- [Exercise details] A single number is the expected answer: the count of lines in the records below that contain "StorageSnapshot".

Collected data:

::::::::::

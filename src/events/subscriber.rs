//! Subscriber handle with per-subscriber lag accounting
//!
//! A subscriber that consumes slower than the bus publishes loses its own
//! oldest events; the loss is tallied in `lag_drops` and other subscribers
//! are unaffected. Delivery order is preserved per subscriber.

use std::sync::Arc;
use std::sync::atomic::{AtomicU64, Ordering};

use tokio::sync::broadcast;

use super::errors::EventBusError;
use super::types::{Event, EventType};

type TypeFilter = Box<dyn Fn(&EventType) -> bool + Send + Sync>;

/// Receiving end of an [`EventBus`](super::bus::EventBus) subscription.
pub struct EventSubscriber {
    receiver: broadcast::Receiver<Event>,
    filter: Option<TypeFilter>,
    lag_drops: Arc<AtomicU64>,
}

impl EventSubscriber {
    pub(super) fn new(receiver: broadcast::Receiver<Event>, filter: Option<TypeFilter>) -> Self {
        Self {
            receiver,
            filter,
            lag_drops: Arc::new(AtomicU64::new(0)),
        }
    }

    /// Receive the next event passing this subscriber's filter.
    ///
    /// When the subscriber has lagged, the dropped-event count is added to
    /// `lag_drops` and reception continues from the oldest retained event;
    /// the lag is not surfaced as an error.
    pub async fn recv(&mut self) -> Result<Event, EventBusError> {
        loop {
            match self.receiver.recv().await {
                Ok(event) => {
                    if self.passes(&event.event_type) {
                        return Ok(event);
                    }
                }
                Err(broadcast::error::RecvError::Lagged(skipped)) => {
                    self.lag_drops.fetch_add(skipped, Ordering::Relaxed);
                    log::debug!("subscriber lagged, dropped {skipped} oldest events");
                }
                Err(broadcast::error::RecvError::Closed) => {
                    return Err(EventBusError::Shutdown);
                }
            }
        }
    }

    /// Drain whatever is immediately available without waiting.
    pub fn try_recv(&mut self) -> Result<Option<Event>, EventBusError> {
        loop {
            match self.receiver.try_recv() {
                Ok(event) => {
                    if self.passes(&event.event_type) {
                        return Ok(Some(event));
                    }
                }
                Err(broadcast::error::TryRecvError::Empty) => return Ok(None),
                Err(broadcast::error::TryRecvError::Lagged(skipped)) => {
                    self.lag_drops.fetch_add(skipped, Ordering::Relaxed);
                }
                Err(broadcast::error::TryRecvError::Closed) => {
                    return Err(EventBusError::Shutdown);
                }
            }
        }
    }

    /// Number of events this subscriber has lost to lag so far.
    #[must_use]
    pub fn lag_drops(&self) -> u64 {
        self.lag_drops.load(Ordering::Relaxed)
    }

    /// Whether an event of the given type would be delivered here.
    #[must_use]
    pub fn would_receive(&self, event_type: &EventType) -> bool {
        self.passes(event_type)
    }

    fn passes(&self, event_type: &EventType) -> bool {
        self.filter.as_ref().is_none_or(|f| f(event_type))
    }
}
impl ParsedTree {
    /// Resolve defaults for a scope: dotted-path ancestors far→near, each
    /// optionally extended by its `extends` target. Nearer scopes win.
    pub fn resolve_defaults(&self, scope: &str) -> Result<ContextDefaults, ConfigError> {
        let mut resolved = ContextDefaults::default();
        for level in scope_chain(scope) {
            let mut visiting = HashSet::new();
            self.apply_scope_defaults(&level, &mut resolved, &mut visiting)?;
        }
        Ok(resolved)
    }

    fn apply_scope_defaults(
        &self,
        scope: &str,
        onto: &mut ContextDefaults,
        visiting: &mut HashSet<String>,
    ) -> Result<(), ConfigError> {
        if !visiting.insert(scope.to_string()) {
            return Err(ConfigError::Inheritance {
                scope: scope.to_string(),
                reason: "circular `extends` chain".to_string(),
            });
        }
        let Some(ctx) = self.contexts.get(scope) else {
            return Ok(());
        };
        if let Some(parent) = &ctx.extends {
            self.apply_scope_defaults(parent, onto, visiting)?;
        }
        overlay_defaults(onto, &ctx.defaults);
        Ok(())
    }

    /// Find a template by name, searching the scope chain nearest-first,
    /// following each scope's `extends` link.
    fn find_template(&self, scope: &str, name: &str) -> Option<&Value> {
        for level in scope_chain(scope).into_iter().rev() {
            let mut current = Some(level);
            let mut hops = 0;
            while let Some(s) = current.take() {
                let Some(ctx) = self.contexts.get(&s) else {
                    break;
                };
                if let Some(body) = ctx.templates.get(name) {
                    return Some(body);
                }
                current = ctx.extends.clone();
                hops += 1;
                if hops > 32 {
                    break;
                }
            }
        }
        None
    }

    /// Expand a raw strategy value: follow `template` references (reference
    /// overrides template body), recursively, with cycle detection.
    fn expand_strategy(
        &self,
        scope: &str,
        raw: &Value,
        file: &Path,
        seen: &mut HashSet<String>,
    ) -> Result<Value, ConfigError> {
        let Some(obj) = raw.as_object() else {
            return Err(ConfigError::SchemaValidation {
                file: file.display().to_string(),
                reason: "strategy entries must be objects".to_string(),
            });
        };
        let Some(template_name) = obj.get("template").and_then(Value::as_str) else {
            return Ok(raw.clone());
        };
        if !seen.insert(template_name.to_string()) {
            return Err(ConfigError::Inheritance {
                scope: scope.to_string(),
                reason: format!("circular template reference through {template_name:?}"),
            });
        }
        let Some(body) = self.find_template(scope, template_name) else {
            return Err(ConfigError::SchemaValidation {
                file: file.display().to_string(),
                reason: format!("unknown strategy template {template_name:?}"),
            });
        };
        let expanded_body = self.expand_strategy(scope, body, file, seen)?;
        let mut merged = expanded_body.as_object().cloned().unwrap_or_default();
        for (key, value) in obj {
            if key != "template" {
                merged.insert(key.clone(), value.clone());
            }
        }
        Ok(Value::Object(merged))
    }

    /// Produce the fully resolved descriptors, fail-fast on any violation.
    pub fn resolve_descriptors(
        &self,
    ) -> Result<HashMap<String, SelectorDescriptor>, ConfigError> {
        let mut out: HashMap<String, SelectorDescriptor> = HashMap::new();
        let mut origin: HashMap<String, String> = HashMap::new();
        for (file, scope, selectors) in &self.leaves {
            let defaults = self.resolve_defaults(scope)?;
            for (key, raw) in selectors {
                if !schema::is_valid_segment(key) {
                    return Err(ConfigError::SchemaValidation {
                        file: file.display().to_string(),
                        reason: format!("selector key {key:?} is not a valid segment"),
                    });
                }
                let semantic_name = join_scope(scope, key);
                if let Some(first) = origin.get(&semantic_name) {
                    return Err(ConfigError::Configuration {
                        reason: format!(
                            "duplicate semantic name {semantic_name:?} (first defined in {first}, again in {})",
                            file.display()
                        ),
                    });
                }
                let descriptor =
                    self.resolve_one(file, scope, &semantic_name, raw, &defaults)?;
                origin.insert(semantic_name.clone(), file.display().to_string());
                out.insert(semantic_name, descriptor);
            }
        }
        Ok(out)
    }

    fn resolve_one(
        &self,
        file: &Path,
        scope: &str,
        semantic_name: &str,
        raw: &RawDescriptor,
        defaults: &ContextDefaults,
    ) -> Result<SelectorDescriptor, ConfigError> {
        if raw.strategies.is_empty() {
            return Err(ConfigError::SchemaValidation {
                file: file.display().to_string(),
                reason: format!("{semantic_name}: strategies must be non-empty"),
            });
        }
        let mut strategies = Vec::with_capacity(raw.strategies.len());
        for (index, raw_strategy) in raw.strategies.iter().enumerate() {
            let mut seen = HashSet::new();
            let expanded = self.expand_strategy(scope, raw_strategy, file, &mut seen)?;
            let parsed: RawStrategy =
                serde_json::from_value(expanded).map_err(|e| ConfigError::SchemaValidation {
                    file: file.display().to_string(),
                    reason: format!("{semantic_name}: strategy {index}: {e}"),
                })?;
            parsed
                .spec
                .validate()
                .map_err(|reason| ConfigError::SchemaValidation {
                    file: file.display().to_string(),
                    reason: format!("{semantic_name}: strategy {index}: {reason}"),
                })?;
            let weight = parsed.weight.unwrap_or(1.0);
            if !(0.0..=1.0).contains(&weight) {
                return Err(ConfigError::SchemaValidation {
                    file: file.display().to_string(),
                    reason: format!("{semantic_name}: strategy {index}: weight {weight} outside [0, 1]"),
                });
            }
            strategies.push(Strategy {
                spec: parsed.spec,
                priority: parsed.priority.unwrap_or(index as u32),
                weight,
            });
        }
        strategies.sort_by_key(|s| s.priority);

        let threshold = raw
            .confidence
            .as_ref()
            .map_or(schema::DEFAULT_CONFIDENCE_THRESHOLD, |c| c.threshold);
        if !(0.0..=1.0).contains(&threshold) {
            return Err(ConfigError::SchemaValidation {
                file: file.display().to_string(),
                reason: format!("{semantic_name}: confidence threshold {threshold} outside [0, 1]"),
            });
        }

        let validation = raw
            .validation
            .clone()
            .or_else(|| defaults.validation.clone())
            .filter(|v| !v.is_empty());

        Ok(SelectorDescriptor {
            semantic_name: semantic_name.to_string(),
            description: raw.description.clone(),
            context: scope.to_string(),
            strategies,
            validation,
            confidence_threshold: threshold,
            timeout: std::time::Duration::from_millis(
                raw.timeout_ms
                    .or(defaults.timeout_ms)
                    .unwrap_or(schema::DEFAULT_TIMEOUT_MS),
            ),
            retry_count: raw
                .retry_count
                .or(defaults.retry_count)
                .unwrap_or(schema::DEFAULT_RETRY_COUNT),
            page_type: defaults.page_type.clone(),
            wait_strategy: defaults.wait_strategy.unwrap_or_default(),
        })
    }
}

fn overlay_defaults(onto: &mut ContextDefaults, over: &ContextDefaults) {
    if over.page_type.is_some() {
        onto.page_type = over.page_type.clone();
    }
    if over.wait_strategy.is_some() {
        onto.wait_strategy = over.wait_strategy;
    }
    if over.timeout_ms.is_some() {
        onto.timeout_ms = over.timeout_ms;
    }
    if over.retry_count.is_some() {
        onto.retry_count = over.retry_count;
    }
    if over.validation.is_some() {
        onto.validation = over.validation.clone();
    }
}

#[cfg(test)]
mod tests {
    use super::*;

    #[test]
    fn scope_chain_is_far_to_near() {
        assert_eq!(
            scope_chain("a.b.c"),
            vec!["".to_string(), "a".into(), "a.b".into(), "a.b.c".into()]
        );
        assert_eq!(scope_chain(""), vec![String::new()]);
    }

    #[test]
    fn nearer_defaults_override_farther() {
        let mut tree = ParsedTree::default();
        tree.contexts.insert(
            String::new(),
            RawContextFile {
                defaults: ContextDefaults {
                    timeout_ms: Some(10_000),
                    retry_count: Some(3),
                    ..ContextDefaults::default()
                },
                ..RawContextFile::default()
            },
        );
        tree.contexts.insert(
            "match".into(),
            RawContextFile {
                defaults: ContextDefaults {
                    timeout_ms: Some(4_000),
                    ..ContextDefaults::default()
                },
                ..RawContextFile::default()
            },
        );
        let resolved = tree.resolve_defaults("match.header").expect("resolve");
        assert_eq!(resolved.timeout_ms, Some(4_000));
        assert_eq!(resolved.retry_count, Some(3));
    }

    #[test]
    fn circular_extends_is_rejected() {
        let mut tree = ParsedTree::default();
        tree.contexts.insert(
            "a".into(),
            RawContextFile {
                extends: Some("b".into()),
                ..RawContextFile::default()
            },
        );
        tree.contexts.insert(
            "b".into(),
            RawContextFile {
                extends: Some("a".into()),
                ..RawContextFile::default()
            },
        );
        let err = tree.resolve_defaults("a").expect_err("cycle");
        assert!(matches!(err, ConfigError::Inheritance { .. }));
    }
}
//! DOM driver facade
//!
//! Thin capability surface over the concrete browser controller. One driver
//! instance is bound to one tab; the selector engine and snapshot manager
//! talk only to this trait, never to the browser crate directly. This is the
//! only layer permitted to touch the browser, and it is mockable: the
//! [`StubDriver`] serves parsed stub pages with no browser at all.

pub mod chromium;
pub mod kernel;
pub mod stub;

use async_trait::async_trait;
use serde::{Deserialize, Serialize};
use std::time::Duration;

use crate::selector_store::schema::{StrategySpec, WaitStrategy};

pub use chromium::ChromiumDriver;
pub use stub::StubDriver;

/// Opaque handle to a located element.
///
/// Handles index into the owning driver's element table; they are only
/// meaningful for the driver that produced them and become stale once the
/// tab navigates.
#[derive(Debug, Clone, Copy, PartialEq, Eq, Hash, Serialize, Deserialize)]
pub struct ElementHandle(pub u64);

/// Bounding box of an element in CSS pixels.
#[derive(Debug, Clone, Copy, PartialEq, Serialize, Deserialize)]
pub struct Rect {
    pub x: f64,
    pub y: f64,
    pub width: f64,
    pub height: f64,
}

/// Categorized driver failure. The category must survive to the caller;
/// wrapping a driver error in something generic loses the contract.
#[derive(Debug, thiserror::Error)]
pub enum DriverError {
    #[error("element not found")]
    NotFound,
    #[error("driver operation timed out after {0:?}")]
    Timeout(Duration),
    #[error("element handle is detached")]
    Detached,
    #[error("navigation in flight")]
    NavigationInFlight,
    #[error("browser crashed: {0}")]
    Crashed(String),
    #[error("driver error: {0}")]
    Other(String),
}

pub type DriverResult<T> = Result<T, DriverError>;

/// Capability surface over one browser tab.
///
/// Every method may suspend; implementations emit a `driver.command` event
/// per call, tagged with the tab's correlation id.
#[async_trait]
pub trait DomDriver: Send + Sync {
    /// Navigate the tab and wait according to the given strategy.
    async fn goto(&self, url: &str, wait: WaitStrategy, timeout: Duration) -> DriverResult<()>;

    /// Locate every element matching the strategy.
    async fn query_all(&self, strategy: &StrategySpec) -> DriverResult<Vec<ElementHandle>>;

    /// Locate the first element matching the strategy, if any.
    async fn query_one(&self, strategy: &StrategySpec) -> DriverResult<Option<ElementHandle>> {
        Ok(self.query_all(strategy).await?.into_iter().next())
    }

    /// Poll until the strategy matches or the timeout elapses.
    async fn wait_for(
        &self,
        strategy: &StrategySpec,
        timeout: Duration,
    ) -> DriverResult<ElementHandle>;

    /// Evaluate a script in the page and return its JSON value.
    async fn evaluate(&self, script: &str) -> DriverResult<serde_json::Value>;

    /// Full serialized HTML of the page.
    async fn content(&self) -> DriverResult<String>;

    /// PNG screenshot of the page.
    async fn screenshot(&self) -> DriverResult<Vec<u8>>;

    async fn click(&self, handle: ElementHandle) -> DriverResult<()>;

    async fn fill(&self, handle: ElementHandle, text: &str) -> DriverResult<()>;

    async fn press(&self, handle: ElementHandle, key: &str) -> DriverResult<()>;

    async fn hover(&self, handle: ElementHandle) -> DriverResult<()>;

    async fn scroll_into_view(&self, handle: ElementHandle) -> DriverResult<()>;

    async fn attribute(&self, handle: ElementHandle, name: &str) -> DriverResult<Option<String>>;

    async fn inner_text(&self, handle: ElementHandle) -> DriverResult<String>;

    async fn bounding_box(&self, handle: ElementHandle) -> DriverResult<Option<Rect>>;

    async fn is_visible(&self, handle: ElementHandle) -> DriverResult<bool>;

    /// Release a handle; further use returns [`DriverError::Detached`].
    async fn dispose(&self, handle: ElementHandle) -> DriverResult<()>;

    /// URL the tab currently points at.
    async fn current_url(&self) -> DriverResult<String>;

    /// Document title, empty when the page has none.
    async fn title(&self) -> DriverResult<String>;

    /// Cookies for the current page, as name/value pairs with metadata.
    async fn cookies(&self) -> DriverResult<Vec<Cookie>>;

    /// Install cookies into the tab.
    async fn set_cookies(&self, cookies: Vec<Cookie>) -> DriverResult<()>;

    /// Read local and session storage for state persistence.
    async fn storage_snapshot(&self) -> DriverResult<StorageSnapshot>;

    /// Write local and session storage from a saved state.
    async fn restore_storage(&self, storage: StorageSnapshot) -> DriverResult<()>;

    /// Close the tab.
    async fn close(&self) -> DriverResult<()>;

    /// Concrete-type access, mainly for tests driving the stub backend.
    fn as_any(&self) -> &dyn std::any::Any;
}

/// Web storage contents carried through state save/restore.
#[derive(Debug, Clone, Default, PartialEq, Serialize, Deserialize)]
pub struct StorageSnapshot {
    pub local: std::collections::HashMap<String, String>,
    pub session: std::collections::HashMap<String, String>,
}

/// Cookie record carried through state save/restore.
#[derive(Debug, Clone, PartialEq, Serialize, Deserialize)]
pub struct Cookie {
    pub name: String,
    pub value: String,
    #[serde(default, skip_serializing_if = "Option::is_none")]
    pub domain: Option<String>,
    #[serde(default, skip_serializing_if = "Option::is_none")]
    pub path: Option<String>,
    #[serde(default)]
    pub secure: bool,
    #[serde(default)]
    pub http_only: bool,
}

::::::::::

- [Task response] 3